K.\ D.\ Gordon \& A.\ N.\ Witt (U. of Toledo)

The physics of the interstellar medium (ISM) allows the coexistence of several density states, and observations confirm the widespread occurrence of a cloudy or clumpy structure of the ISM on many length scales. We have investigated the effects of such a clumpy structure upon the transfer of light through a dusty scattering medium by means of a Monte Carlo radiative transfer code. Application of this code can be found in dusty environments in star-forming regions, reflection nebulae, and dusty galaxies. The specific case studied here concerned the escape of continuum radiation originating from a central point source, propagating through a homogeneously clumpy medium which was terminated by a spherical boundary.
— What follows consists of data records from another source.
//! # FormFlux Core Library
//!
//! Headless engine for schema-driven forms: the schema model, conditional
//! visibility, rule-based validation and per-session form state. Rendering is
//! left to the host.
//!

pub mod condition;
pub mod config;
pub mod error;
pub mod manager;
pub mod schema;
pub mod schema_loader;
pub mod state;

pub mod validation;

pub use config::{CyclePolicy, EngineConfig, ValidationMode};
pub use error::{ImportError, RuleExecutionError, SchemaError, StateError};
pub use manager::{FormManager, FormManagerBuilder, SubmissionResult, SubmitHandler};
pub use schema::{FieldDefinition, FieldKind, FormSchema, Section};
pub use state::{FieldStatus, FormState};
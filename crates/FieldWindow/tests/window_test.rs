use field_window::{RenderPlan, WindowConfig, Windower, select_window};

fn field_ids(n: usize) -> Vec<String> {
    (0..n).map(|i| format!("field_{i}")).collect()
}

#[test]
fn test_large_form_renders_bounded_window_at_midpoint() {
    let config = WindowConfig::default();
    let viewport = 800.0;
    let max_rendered = (viewport / config.estimated_item_height).ceil() as usize + 1 + 2 * config.overscan;

    for total in [500, 5_000] {
        // 1. Setup
        let mut windower = Windower::new(config.clone());
        windower.set_form_shape(total, false);
        windower.update_visible(&field_ids(total));
        assert!(windower.is_virtualized());

        // 2. Scroll to the middle
        let midpoint = windower.index().total_height() / 2.0;
        let RenderPlan::Windowed(window) = windower.plan(midpoint, viewport) else {
            panic!("{total} fields should render windowed");
        };

        // 3. Verify
        assert!(window.render_range.contains(&(total / 2)));
        assert!(window.len() <= max_rendered, "{} rendered of {total}", window.len());
        let rendered_height = window.len() as f32 * config.estimated_item_height;
        let sum = window.offset_before + rendered_height + window.offset_after;
        assert!((sum - windower.index().total_height()).abs() < 0.5);
    }
}

#[test]
fn test_small_form_renders_everything() {
    let mut windower = Windower::new(WindowConfig::default());
    windower.set_form_shape(40, false);
    windower.update_visible(&field_ids(40));
    assert_eq!(windower.plan(0.0, 600.0), RenderPlan::Full);

    // Custom cross-field rules push even a small form into windowed mode
    windower.set_form_shape(40, true);
    assert!(matches!(windower.plan(0.0, 600.0), RenderPlan::Windowed(_)));
}

#[test]
fn test_visibility_change_rebuilds_index() {
    let mut windower = Windower::new(WindowConfig::default());
    windower.set_form_shape(300, false);
    let all = field_ids(300);
    assert!(windower.update_visible(&all));
    assert!(!windower.update_visible(&all));

    // Hide every other field
    let half: Vec<String> = all.iter().step_by(2).cloned().collect();
    assert!(windower.update_visible(&half));
    assert_eq!(windower.index().len(), 150);

    let RenderPlan::Windowed(window) = windower.plan(0.0, 720.0) else {
        panic!("expected windowed plan");
    };
    let first_ids: Vec<&str> = windower.index().ids()[window.render_range.clone()]
        .iter()
        .map(|s| s.as_str())
        .take(2)
        .collect();
    assert_eq!(first_ids, vec!["field_0", "field_2"]);
}

#[test]
fn test_measured_heights_shift_the_window() {
    let config = WindowConfig {
        overscan: 0,
        estimated_item_height: 50.0,
        ..WindowConfig::default()
    };
    let mut windower = Windower::new(config);
    windower.set_form_shape(200, false);
    windower.update_visible(&field_ids(200));

    let before = select_window(windower.index(), 500.0, 100.0, 0);
    assert_eq!(before.render_range.start, 10);

    // A tall address block near the top pushes everything below it down
    assert!(windower.measure("field_2", 250.0));
    let after = select_window(windower.index(), 500.0, 100.0, 0);
    assert_eq!(after.render_range.start, 6);
    assert_eq!(after.offset_before, 500.0);
}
We examined the transfer as a function of the ratio of the densities of the clumps and the inter-clump medium for two cases, the case of constant mass and the case of constant density of the clumps. A range of filling factors and typical clumpy sizes were examined. We characterize the scattering system by the distribution of radial optical depths and the mass spectrum of clumps, which result from the assumption of given filling factors and clump sizes. A general result is that transfer through a clumpy medium is equivalent to that through a homogeneous medium of substantially lower optical depth and lower dust albedo, as far as the escape of direct stellar and scattered radiation is concerned. The role of the interclump medium is important when clumps themselves are optically thick. The ratio of far-IR to optical radiation from a clumpy environment is substantially lower than that ratio from a homogeneous dust distribution containing the same dust mass.

This work was supported by NASA through LTSA Grant NAGW-3168 to The University of Toledo.